From the January 2011 issue of Research Magazine • Subscribe!

Taking the Negativity Out of “No!”

Knowing how to say “no” constructively and positively is a skill that we all need in order to manage our relationships.

As advisors, we have all found ourselves in situations where a client believes he knows better. The advisor-client roles suddenly appear reversed as the client holds forth about what strategy or investment plan must be implemented. It may be, for example, that your professional experience and training dictate a resolute financial plan to be fully invested in equities for long-term growth regardless of short-term market turbulence. When the market shows signs of volatility, your client demands that you sell even though it is the worst possible time. You just know that this can’t be good!

In this kind of situation, many of us avoid saying “no” even though we should. We become anxious about how our clients may take it, and the defensiveness and anger that it may cause. We may deal with this by trying to avoid the issue to the extent possible. Even worse, we sometimes acquiesce when we really should be saying a resounding “no!”

Knowing how to say “no” constructively and positively is a skill that we all need in order to manage our relationships with authenticity and transparency. In this month’s column, we offer a four-step formula to say “no” without the negativity associated with it, and in fact, without even uttering the word.

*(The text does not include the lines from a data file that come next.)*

//! The immutable scene database.

use hashbrown::HashMap;
use helios_core::BoundingBox;

use crate::table::{DynTable, FixTable};

/// Opaque BVH blob for one primitive type.
///
/// Node and leaf layout is whatever the traversal shaders expect for
/// the selected width (2/4/8 children); the core never inspects it.
#[derive(Debug, Clone, Default)]
pub struct SceneBvh {
    pub nodes: Vec<u8>,
    pub leaves: Vec<u8>,
}

/// Everything the loader produced about the scene geometry and records.
///
/// Built once by the loader, handed to the device via `assign_scene`
/// and never mutated afterwards.
#[derive(Debug, Clone, Default)]
pub struct SceneDatabase {
    /// BVHs keyed by primitive-type tag (e.g. "triangles").
    pub scene_bvhs: HashMap<String, SceneBvh>,
    /// Variably sized record tables keyed by name.
    pub dyn_tables: HashMap<String, DynTable>,
    /// Uniform record tables keyed by name.
    pub fix_tables: HashMap<String, FixTable>,
    /// Number of unique materials in the scene.
    pub material_count: usize,
    /// Per-entity material ids, indexed by entity id.
    pub entity_to_material: Vec<i32>,
    pub scene_bbox: BoundingBox,
    pub scene_radius: f32,
}

impl SceneDatabase {
    /// Number of entities, derived from the "entities" fix table.
    #[must_use]
    pub fn entity_count(&self) -> usize {
        self.fix_tables
            .get("entities")
            .map_or(0, FixTable::entry_count)
    }
}

#[cfg(test)]
mod tests {
    use super::*;

    #[test]
    fn entity_count_comes_from_entities_table() {
        let mut db = SceneDatabase::default();
        assert_eq!(db.entity_count(), 0);

        let mut entities = FixTable::new();
        entities.add_entry(0).extend_from_slice(&[0; 8]);
        entities.add_entry(0).extend_from_slice(&[0; 8]);
        db.fix_tables.insert("entities".to_string(), entities);
        assert_eq!(db.entity_count(), 2);
    }
}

1. Acknowledge the Client’s Point-of-View

There is a vast difference between understanding and agreeing. Many people are reluctant to make an effort to understand for fear of it being misconstrued as agreeing. It is possible to understand another’s opinion immaculately and even to argue the other party’s case more articulately than he could himself – and yet disagree vehemently. Moreover, the other party is far more likely to listen to you and take your point-of-view seriously when he knows that you have listened and understood his point of view.

When confronted with a client that challenges your professional judgment, resist the urge to immediately contradict him. First show him that you are listening and have understood. In our example above, you may do this by paraphrasing his concern: “If I am understanding you correctly, the continuing market volatility is a cause of great concern and you would like to do something proactive. Is that accurate?” This will indicate that you are fully present and engaged, walking right alongside the client figuratively speaking. When you vigilantly apply this first step, the client will be much less defensive and resistant to what you have to say.

2. Explain Your Concerns

After having demonstrated clear understanding of the client’s views, explain your own concerns and constraints. When you convey this in a reasonable and legitimate way, the client will understand that you are not stubbornly unwilling to comply, but rather unable — an important distinction when saying “no”. You might say: “As your financial advisor, I take my fiduciary responsibility very seriously. Based on my professional expertise, knowledge and experience, I cannot advise you, in good conscience, to sell all your equity investments now because I feel that this will set you back enormously in the long term.”

3. Invite the Client to Suggest Alternatives

Once you have adequately explained your own concerns and constraints, invite the client to brainstorm some possible alternatives. Help the client search for other ideas that could meet his needs and concerns while still maintaining the integrity of your advice. Going back to our example, you could ask: “What other ideas can you think of that would make you feel more secure under the current economic conditions and yet at the same time not derail the original strategy?”

This is a useful step, in that it communicates very clearly that even though you may be saying “no” to the client’s specific request, you are however saying “yes” to helping resolve his problem.

Furthermore, by engaging the client in searching for solutions to his problem, he will be taking ownership and responsibility, which will encourage him to explore and examine options more carefully.

4. Tell the Client what you are Prepared to Do

After explaining your concerns in fulfilling a request you cannot fulfill, and then inviting the client to brainstorm alternative solutions with you, tell the client what you would be willing to do. You might suggest: “Although I have great reservations about your desire to sell equities right now, I would be prepared for us to have a conference call with an esteemed economist whom I know to obtain his opinions. Is that something that would be of value to you?” or: “Perhaps I could go along with your idea of selling up to 15 percent of your equities or further diversifying them in a way that would hedge your risks to some extent without jeopardizing the long-term strategy altogether”.

This four-step approach to taking the negativity out of “no” works because saying “yes” to helping the client look for alternatives and “yes” to what you are willing to do mitigates the “no” to the client’s specific request, thereby avoiding defensiveness, anger and a feeling of rejection.

Finally, even though your client may accept your constructive “no,” the relationship may be adversely impacted, or in some instances depleted. Furthermore, in a long-term client-advisor relationship this situation may recur and you will have to stand your fiduciary ground again. It is therefore important to replenish and nourish the relationship. Get together for coffee or lunch and make a point of including the client in pertinent events. Show that your reluctance to comply with the request was not personal in any way.

Also (genuinely) acknowledge the event verbally and encourage the client by saying something like: “I appreciate how stressful this has been for you. I feel however that the way we managed this situation was productive both in terms of our working relationship and also in terms of the decisions reached. Thank you for your understanding and trust.” This kind of reaching out will help to restore confidence to the relationship. In this regard, remember the words of William Shakespeare in The Taming of the Shrew: “Do as adversaries do in law. Strive mightily, but eat and drink as friends.”